The classical view is that a patent protects an invention so that an inventor can exploit it with a limited monopoly. The value of the patent is inherently linked to how it enables the owner to exploit the underlying invention, and to prevent infringement. Such a view is common for many pharmaceutical patents, where a monopoly over a drug can be worth billions.

The modern view is that a patent itself is an asset, independent of how it might link to the owner's exploitation of the underlying invention. That is, a patent has value through licensing fees, so it is useful to encourage infringement so as to enable such fees. Such a view is common for many telecommunications patents, where having a standards-essential patent can bring you licensing fees worth millions.

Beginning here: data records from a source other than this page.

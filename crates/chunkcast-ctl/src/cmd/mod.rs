//! CLI command modules.

pub mod device;
pub mod send;

use anyhow::{Context, Result};
use tokio::sync::mpsc;

use chunkcast_core::config::ChunkcastConfig;
use chunkcast_services::{InboundMessage, MqttTransport};

/// Connect with a per-invocation client id so several CLIs can run at once.
pub async fn connect(
    config: &ChunkcastConfig,
    chunk_size: usize,
) -> Result<(MqttTransport, mpsc::UnboundedReceiver<InboundMessage>)> {
    let client_id = format!("{}-ctl-{:08x}", config.broker.client_id, rand::random::<u32>());
    let packet_limit = config.broker.packet_limit(chunk_size);
    tracing::debug!(client_id = %client_id, packet_limit, "connecting");
    MqttTransport::connect(&config.broker, &client_id, packet_limit)
        .await
        .with_context(|| {
            format!(
                "failed to connect to broker {}:{}",
                config.broker.host, config.broker.port
            )
        })
}

/// Pull `--flag VALUE` pairs out of `args`, leaving positionals in order.
pub struct Options<'a> {
    pub positionals: Vec<&'a str>,
    flags: Vec<(&'a str, &'a str)>,
}

impl<'a> Options<'a> {
    pub fn parse(args: &[&'a str], known: &[&str]) -> Result<Self> {
        let mut positionals = Vec::new();
        let mut flags = Vec::new();
        let mut i = 0;
        while i < args.len() {
            let arg = args[i];
            if arg.starts_with("--") {
                if !known.contains(&arg) {
                    anyhow::bail!("unknown option {arg}");
                }
                i += 1;
                let value = args
                    .get(i)
                    .with_context(|| format!("{arg} requires a value"))?;
                flags.push((arg, *value));
            } else {
                positionals.push(arg);
            }
            i += 1;
        }
        Ok(Self { positionals, flags })
    }

    pub fn get(&self, flag: &str) -> Option<&'a str> {
        self.flags
            .iter()
            .rev()
            .find(|(f, _)| *f == flag)
            .map(|(_, v)| *v)
    }

    pub fn number<T: std::str::FromStr>(&self, flag: &str) -> Result<Option<T>> {
        match self.get(flag) {
            Some(v) => v
                .parse()
                .map(Some)
                .map_err(|_| anyhow::anyhow!("{flag} must be a number, got {v:?}")),
            None => Ok(None),
        }
    }
}
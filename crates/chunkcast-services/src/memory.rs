//! In-process broker for tests and local runs.
//!
//! Routes publications to every connected client whose subscription filter
//! matches, using MQTT wildcard rules. Faults can be scheduled against the
//! N-th publication seen by the broker (counting from zero) to simulate lost
//! acknowledgments, dropped connections, duplicates, and silent loss.

use std::collections::HashMap;
use std::sync::{Arc, Mutex, MutexGuard};

use bytes::Bytes;
use tokio::sync::mpsc;

use chunkcast_core::wire::topic_matches;
use chunkcast_core::QoS;

use crate::transport::{InboundMessage, Transport, TransportError};

/// Misbehaviour to apply to one publication.
#[derive(Debug, Clone, Copy, PartialEq, Eq)]
pub enum Fault {
    /// Never acknowledge and never deliver. The publish future stays pending.
    Stall,
    /// Fail the publish as if the connection dropped.
    Disconnect,
    /// Acknowledge and deliver twice.
    Duplicate,
    /// Acknowledge but do not deliver.
    Discard,
}

/// One publication as seen by the broker.
#[derive(Debug, Clone, PartialEq, Eq)]
pub struct PublishRecord {
    pub client: u64,
    pub topic: String,
    pub len: usize,
    pub qos: QoS,
}

#[derive(Default)]
struct BrokerState {
    next_client: u64,
    clients: HashMap<u64, Client>,
    faults: HashMap<usize, Fault>,
    log: Vec<PublishRecord>,
}

struct Client {
    subscriptions: Vec<String>,
    tx: mpsc::UnboundedSender<InboundMessage>,
}

impl BrokerState {
    fn route(&self, topic: &str, payload: &Bytes) {
        for client in self.clients.values() {
            if client.subscriptions.iter().any(|f| topic_matches(f, topic)) {
                // A client that dropped its receiver simply misses the message.
                let _ = client
                    .tx
                    .send(InboundMessage::new(topic, payload.clone()));
            }
        }
    }
}

/// Shared handle to an in-process broker.
#[derive(Clone, Default)]
pub struct MemoryBroker {
    state: Arc<Mutex<BrokerState>>,
}

impl MemoryBroker {
    pub fn new() -> Self {
        Self::default()
    }

    fn lock(&self) -> MutexGuard<'_, BrokerState> {
        self.state.lock().unwrap_or_else(|poisoned| poisoned.into_inner())
    }

    /// Connect a new client.
    pub fn connect(&self) -> (MemoryTransport, mpsc::UnboundedReceiver<InboundMessage>) {
        let (tx, rx) = mpsc::unbounded_channel();
        let mut state = self.lock();
        let id = state.next_client;
        state.next_client += 1;
        state.clients.insert(
            id,
            Client {
                subscriptions: Vec::new(),
                tx,
            },
        );
        tracing::debug!(client = id, "memory client connected");
        (
            MemoryTransport {
                broker: self.clone(),
                client: id,
            },
            rx,
        )
    }

    /// Schedule a fault for the `ordinal`-th publication (zero-based).
    pub fn inject(&self, ordinal: usize, fault: Fault) {
        self.lock().faults.insert(ordinal, fault);
    }

    /// Deliver a message to subscribers without going through a client.
    pub fn deliver(&self, topic: &str, payload: impl Into<Bytes>) {
        self.lock().route(topic, &payload.into());
    }

    /// Every publication accepted so far, in order.
    pub fn published(&self) -> Vec<PublishRecord> {
        self.lock().log.clone()
    }

    pub fn connected_clients(&self) -> usize {
        self.lock().clients.len()
    }
}

/// A client connection to a [`MemoryBroker`].
#[derive(Clone)]
pub struct MemoryTransport {
    broker: MemoryBroker,
    client: u64,
}

impl MemoryTransport {
    pub fn client_id(&self) -> u64 {
        self.client
    }
}

impl Transport for MemoryTransport {
    async fn publish(&self, topic: &str, payload: Bytes, qos: QoS) -> Result<(), TransportError> {
        let fault = {
            let mut state = self.broker.lock();
            if !state.clients.contains_key(&self.client) {
                return Err(TransportError::Closed);
            }
            let ordinal = state.log.len();
            state.log.push(PublishRecord {
                client: self.client,
                topic: topic.to_string(),
                len: payload.len(),
                qos,
            });
            let fault = state.faults.remove(&ordinal);
            match fault {
                None => state.route(topic, &payload),
                Some(Fault::Duplicate) => {
                    state.route(topic, &payload);
                    state.route(topic, &payload);
                }
                Some(Fault::Stall | Fault::Disconnect | Fault::Discard) => {}
            }
            fault
        };

        match fault {
            Some(Fault::Stall) => {
                tracing::debug!(topic, "memory broker stalling publication");
                std::future::pending::<()>().await;
                Ok(())
            }
            Some(Fault::Disconnect) => Err(TransportError::Connection(
                "connection reset by memory broker".into(),
            )),
            _ => Ok(()),
        }
    }

    async fn subscribe(&self, filter: &str, _qos: QoS) -> Result<(), TransportError> {
        let mut state = self.broker.lock();
        let client = state
            .clients
            .get_mut(&self.client)
            .ok_or(TransportError::Closed)?;
        if !client.subscriptions.iter().any(|f| f == filter) {
            client.subscriptions.push(filter.to_string());
        }
        Ok(())
    }

    async fn disconnect(&self) -> Result<(), TransportError> {
        self.broker.lock().clients.remove(&self.client);
        tracing::debug!(client = self.client, "memory client disconnected");
        Ok(())
    }
}
//! Consumes transfer events: completed payloads go to disk, everything else
//! is logged.

use tokio::sync::mpsc;

use chunkcast_services::{PayloadStore, TransferEvent};

pub struct EventSink {
    store: PayloadStore,
    events: mpsc::UnboundedReceiver<TransferEvent>,
}

impl EventSink {
    pub fn new(store: PayloadStore, events: mpsc::UnboundedReceiver<TransferEvent>) -> Self {
        Self { store, events }
    }

    /// Runs until every event sender is gone.
    pub async fn run(mut self) -> anyhow::Result<()> {
        tracing::info!(dir = %self.store.output_dir().display(), "writing received payloads");
        while let Some(event) = self.events.recv().await {
            self.handle(event);
        }
        Ok(())
    }

    fn handle(&self, event: TransferEvent) {
        match event {
            TransferEvent::Completed(done) => match self.store.write(&done) {
                Ok(path) => tracing::info!(
                    transfer = %done.key,
                    path = %path.display(),
                    bytes = done.payload.len(),
                    duplicates = done.duplicates,
                    "transfer saved"
                ),
                Err(e) => tracing::error!(
                    transfer = %done.key,
                    filename = %done.descriptor.filename,
                    error = %e,
                    "failed to save transfer"
                ),
            },
            TransferEvent::Incomplete { key, missing } => tracing::warn!(
                transfer = %key,
                ?missing,
                "completion marker with missing chunks, waiting for retransmission"
            ),
            TransferEvent::Abandoned(a) => tracing::warn!(
                transfer = %a.key,
                filename = %a.filename,
                received = a.received,
                total = a.total,
                reason = ?a.reason,
                "transfer abandoned"
            ),
            TransferEvent::Rejected(violation) => {
                tracing::warn!(%violation, "transfer message rejected")
            }
        }
    }
}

This neatly dovetails into how a patent application should be drafted.

If you want a patent to protect your exploitation of the invention, then it makes sense to clearly define what your invention is: protection for things other than those that affect the exploitation of your invention is unnecessary. Your description would be tightly linked to the implementation of your invention, with relatively few alternative embodiments. Your claims would not be overly broad, and would be clearly directed to the core of the invention. The chance that relevant prior art will arise will be lower, but if does turn up, it's more likely to be fatal.

If you want a patent for secondary reasons like licensing fees, then it makes sense to be cagey about what you are protecting. Your description would be full of "mays", optional embodiments, and ranges of possibilities. The claims would be very broad, to make it hard for someone else to avoid infringement. The chance that relevant prior art will arise is much higher, since your broad and vague claims will encompass a lot more, but you will have more freedom to find suitable amendments and argue around it. Moreover, the chance that you will receive clarity or sufficiency objections is much higher (particularly in stricter jurisdictions like the EPO), which may be impossible to overcome if you have been too greedy.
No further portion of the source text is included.